[[ Input records, beginning ]]
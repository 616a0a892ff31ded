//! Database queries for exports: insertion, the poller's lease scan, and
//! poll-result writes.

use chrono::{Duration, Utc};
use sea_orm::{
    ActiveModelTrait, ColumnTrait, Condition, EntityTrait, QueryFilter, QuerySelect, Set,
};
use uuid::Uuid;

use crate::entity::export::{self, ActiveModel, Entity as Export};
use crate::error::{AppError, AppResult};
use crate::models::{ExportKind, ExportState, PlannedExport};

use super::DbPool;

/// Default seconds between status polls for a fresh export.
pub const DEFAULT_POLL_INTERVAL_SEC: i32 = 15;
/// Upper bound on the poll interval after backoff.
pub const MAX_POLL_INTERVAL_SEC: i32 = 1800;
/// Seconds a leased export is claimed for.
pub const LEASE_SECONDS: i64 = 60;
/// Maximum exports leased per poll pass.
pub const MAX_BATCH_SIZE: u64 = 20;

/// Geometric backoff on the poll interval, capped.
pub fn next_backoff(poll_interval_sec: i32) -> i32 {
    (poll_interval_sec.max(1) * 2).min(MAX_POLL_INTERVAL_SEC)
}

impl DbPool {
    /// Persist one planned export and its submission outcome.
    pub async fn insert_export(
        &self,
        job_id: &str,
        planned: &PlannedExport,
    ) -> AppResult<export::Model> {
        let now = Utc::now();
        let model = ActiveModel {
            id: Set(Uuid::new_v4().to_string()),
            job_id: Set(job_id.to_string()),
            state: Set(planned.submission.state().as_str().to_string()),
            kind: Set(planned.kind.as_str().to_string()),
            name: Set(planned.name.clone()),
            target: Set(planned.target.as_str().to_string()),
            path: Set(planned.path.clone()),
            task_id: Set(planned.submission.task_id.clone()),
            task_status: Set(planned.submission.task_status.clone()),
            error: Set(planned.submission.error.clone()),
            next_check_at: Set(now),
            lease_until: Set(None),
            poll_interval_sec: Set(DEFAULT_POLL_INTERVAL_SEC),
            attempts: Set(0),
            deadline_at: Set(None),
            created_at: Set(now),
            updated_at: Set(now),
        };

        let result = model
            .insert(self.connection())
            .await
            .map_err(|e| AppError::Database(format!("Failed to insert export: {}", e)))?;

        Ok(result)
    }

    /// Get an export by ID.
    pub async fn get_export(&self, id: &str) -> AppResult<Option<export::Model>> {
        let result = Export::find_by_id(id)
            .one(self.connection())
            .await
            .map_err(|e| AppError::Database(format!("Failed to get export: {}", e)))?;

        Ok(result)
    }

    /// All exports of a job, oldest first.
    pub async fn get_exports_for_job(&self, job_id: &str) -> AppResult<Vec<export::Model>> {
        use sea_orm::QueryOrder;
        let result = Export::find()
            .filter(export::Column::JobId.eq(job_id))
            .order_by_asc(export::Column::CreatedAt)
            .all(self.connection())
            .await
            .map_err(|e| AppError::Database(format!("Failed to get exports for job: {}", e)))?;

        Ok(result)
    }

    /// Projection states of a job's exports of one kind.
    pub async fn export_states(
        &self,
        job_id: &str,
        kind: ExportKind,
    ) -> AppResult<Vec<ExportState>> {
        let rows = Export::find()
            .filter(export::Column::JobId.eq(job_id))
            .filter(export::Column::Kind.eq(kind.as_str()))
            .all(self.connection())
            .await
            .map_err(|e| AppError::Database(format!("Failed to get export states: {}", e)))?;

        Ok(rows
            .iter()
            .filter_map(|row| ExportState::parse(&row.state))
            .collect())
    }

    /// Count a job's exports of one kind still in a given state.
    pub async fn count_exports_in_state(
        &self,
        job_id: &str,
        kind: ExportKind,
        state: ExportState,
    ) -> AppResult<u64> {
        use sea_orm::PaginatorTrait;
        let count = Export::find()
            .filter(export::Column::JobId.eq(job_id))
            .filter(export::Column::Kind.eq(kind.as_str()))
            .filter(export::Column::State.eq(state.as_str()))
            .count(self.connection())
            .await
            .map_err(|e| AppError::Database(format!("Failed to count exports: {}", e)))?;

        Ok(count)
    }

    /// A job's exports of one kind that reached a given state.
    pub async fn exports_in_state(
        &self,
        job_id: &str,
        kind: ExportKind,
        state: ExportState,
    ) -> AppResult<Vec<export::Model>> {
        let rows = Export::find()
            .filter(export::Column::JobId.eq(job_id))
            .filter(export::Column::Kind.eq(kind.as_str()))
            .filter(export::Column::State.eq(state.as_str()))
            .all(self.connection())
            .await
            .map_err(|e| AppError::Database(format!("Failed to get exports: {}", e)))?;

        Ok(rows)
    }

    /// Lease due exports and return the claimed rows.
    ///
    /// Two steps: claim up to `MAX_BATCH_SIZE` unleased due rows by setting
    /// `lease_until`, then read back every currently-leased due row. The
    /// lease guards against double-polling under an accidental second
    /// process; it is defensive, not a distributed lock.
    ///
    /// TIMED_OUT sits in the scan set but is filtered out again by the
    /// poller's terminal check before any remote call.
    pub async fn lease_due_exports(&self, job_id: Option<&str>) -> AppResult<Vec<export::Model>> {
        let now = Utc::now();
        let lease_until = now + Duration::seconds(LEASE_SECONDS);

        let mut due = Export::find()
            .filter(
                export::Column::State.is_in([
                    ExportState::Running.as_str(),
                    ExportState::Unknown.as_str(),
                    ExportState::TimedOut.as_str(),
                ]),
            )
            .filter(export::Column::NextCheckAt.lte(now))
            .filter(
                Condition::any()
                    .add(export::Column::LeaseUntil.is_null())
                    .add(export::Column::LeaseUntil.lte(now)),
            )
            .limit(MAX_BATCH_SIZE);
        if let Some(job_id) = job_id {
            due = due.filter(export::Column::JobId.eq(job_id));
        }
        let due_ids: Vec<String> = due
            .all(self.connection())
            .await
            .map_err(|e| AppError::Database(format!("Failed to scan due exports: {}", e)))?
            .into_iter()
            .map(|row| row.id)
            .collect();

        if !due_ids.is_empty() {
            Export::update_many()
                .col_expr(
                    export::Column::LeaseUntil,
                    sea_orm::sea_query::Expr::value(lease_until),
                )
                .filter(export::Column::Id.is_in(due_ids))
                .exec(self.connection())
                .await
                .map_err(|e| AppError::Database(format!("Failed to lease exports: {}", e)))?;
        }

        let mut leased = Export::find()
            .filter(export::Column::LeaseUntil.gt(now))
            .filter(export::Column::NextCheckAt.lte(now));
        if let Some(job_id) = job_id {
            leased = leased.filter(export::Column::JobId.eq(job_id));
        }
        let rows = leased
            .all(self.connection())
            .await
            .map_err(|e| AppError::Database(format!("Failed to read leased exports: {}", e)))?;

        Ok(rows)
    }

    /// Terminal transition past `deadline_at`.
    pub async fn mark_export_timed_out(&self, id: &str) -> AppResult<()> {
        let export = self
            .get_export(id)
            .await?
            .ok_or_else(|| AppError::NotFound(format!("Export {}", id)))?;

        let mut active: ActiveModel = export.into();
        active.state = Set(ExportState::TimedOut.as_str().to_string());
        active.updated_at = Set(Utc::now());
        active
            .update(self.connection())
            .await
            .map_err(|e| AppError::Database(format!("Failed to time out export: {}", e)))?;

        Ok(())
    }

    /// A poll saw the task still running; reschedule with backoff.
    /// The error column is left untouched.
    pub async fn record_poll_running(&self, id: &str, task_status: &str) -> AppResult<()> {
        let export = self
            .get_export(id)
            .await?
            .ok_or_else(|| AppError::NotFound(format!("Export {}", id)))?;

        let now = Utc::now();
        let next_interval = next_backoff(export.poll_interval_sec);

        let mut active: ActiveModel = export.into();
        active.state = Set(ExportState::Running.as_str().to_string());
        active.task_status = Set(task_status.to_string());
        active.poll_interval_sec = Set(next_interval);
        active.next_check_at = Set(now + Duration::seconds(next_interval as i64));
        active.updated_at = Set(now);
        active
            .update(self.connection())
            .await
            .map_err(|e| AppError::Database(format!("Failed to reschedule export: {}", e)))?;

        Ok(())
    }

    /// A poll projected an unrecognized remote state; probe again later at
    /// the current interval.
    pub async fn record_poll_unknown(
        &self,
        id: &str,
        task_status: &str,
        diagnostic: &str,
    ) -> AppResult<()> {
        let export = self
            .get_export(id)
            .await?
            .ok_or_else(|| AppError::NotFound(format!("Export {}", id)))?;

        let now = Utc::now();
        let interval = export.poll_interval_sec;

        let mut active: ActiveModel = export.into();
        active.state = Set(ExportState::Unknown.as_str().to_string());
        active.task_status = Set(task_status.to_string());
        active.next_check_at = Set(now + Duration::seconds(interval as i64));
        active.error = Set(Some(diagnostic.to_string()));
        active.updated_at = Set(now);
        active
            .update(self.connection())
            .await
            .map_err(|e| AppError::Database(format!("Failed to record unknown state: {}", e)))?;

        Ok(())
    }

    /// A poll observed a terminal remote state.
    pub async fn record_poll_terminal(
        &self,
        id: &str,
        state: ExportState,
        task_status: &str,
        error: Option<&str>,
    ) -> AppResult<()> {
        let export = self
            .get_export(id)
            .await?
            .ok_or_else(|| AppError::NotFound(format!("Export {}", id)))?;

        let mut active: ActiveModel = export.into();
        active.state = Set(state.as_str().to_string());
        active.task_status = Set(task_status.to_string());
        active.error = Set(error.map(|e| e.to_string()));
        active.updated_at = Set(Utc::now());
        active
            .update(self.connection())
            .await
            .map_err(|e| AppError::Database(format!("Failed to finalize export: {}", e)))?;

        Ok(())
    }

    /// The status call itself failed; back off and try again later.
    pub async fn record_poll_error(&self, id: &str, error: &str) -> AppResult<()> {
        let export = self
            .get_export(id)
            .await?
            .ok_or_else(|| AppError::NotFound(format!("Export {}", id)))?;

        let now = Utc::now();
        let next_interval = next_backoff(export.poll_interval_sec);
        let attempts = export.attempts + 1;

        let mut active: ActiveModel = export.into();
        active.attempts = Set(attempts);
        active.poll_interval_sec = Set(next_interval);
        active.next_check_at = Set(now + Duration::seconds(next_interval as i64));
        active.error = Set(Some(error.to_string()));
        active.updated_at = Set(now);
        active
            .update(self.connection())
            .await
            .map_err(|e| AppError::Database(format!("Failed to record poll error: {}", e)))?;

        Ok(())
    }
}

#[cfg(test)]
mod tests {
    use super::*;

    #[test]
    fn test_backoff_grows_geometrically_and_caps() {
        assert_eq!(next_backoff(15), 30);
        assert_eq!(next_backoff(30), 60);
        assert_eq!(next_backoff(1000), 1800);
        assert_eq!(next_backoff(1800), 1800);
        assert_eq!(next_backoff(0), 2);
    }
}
[[ Input records, end ]]
• Task prompt:
Lines holding the word "poller" should be copied from the entries above.

• Response to the exercise:
//! Database queries for exports: insertion, the poller's lease scan, and
    /// poller's terminal check before any remote call.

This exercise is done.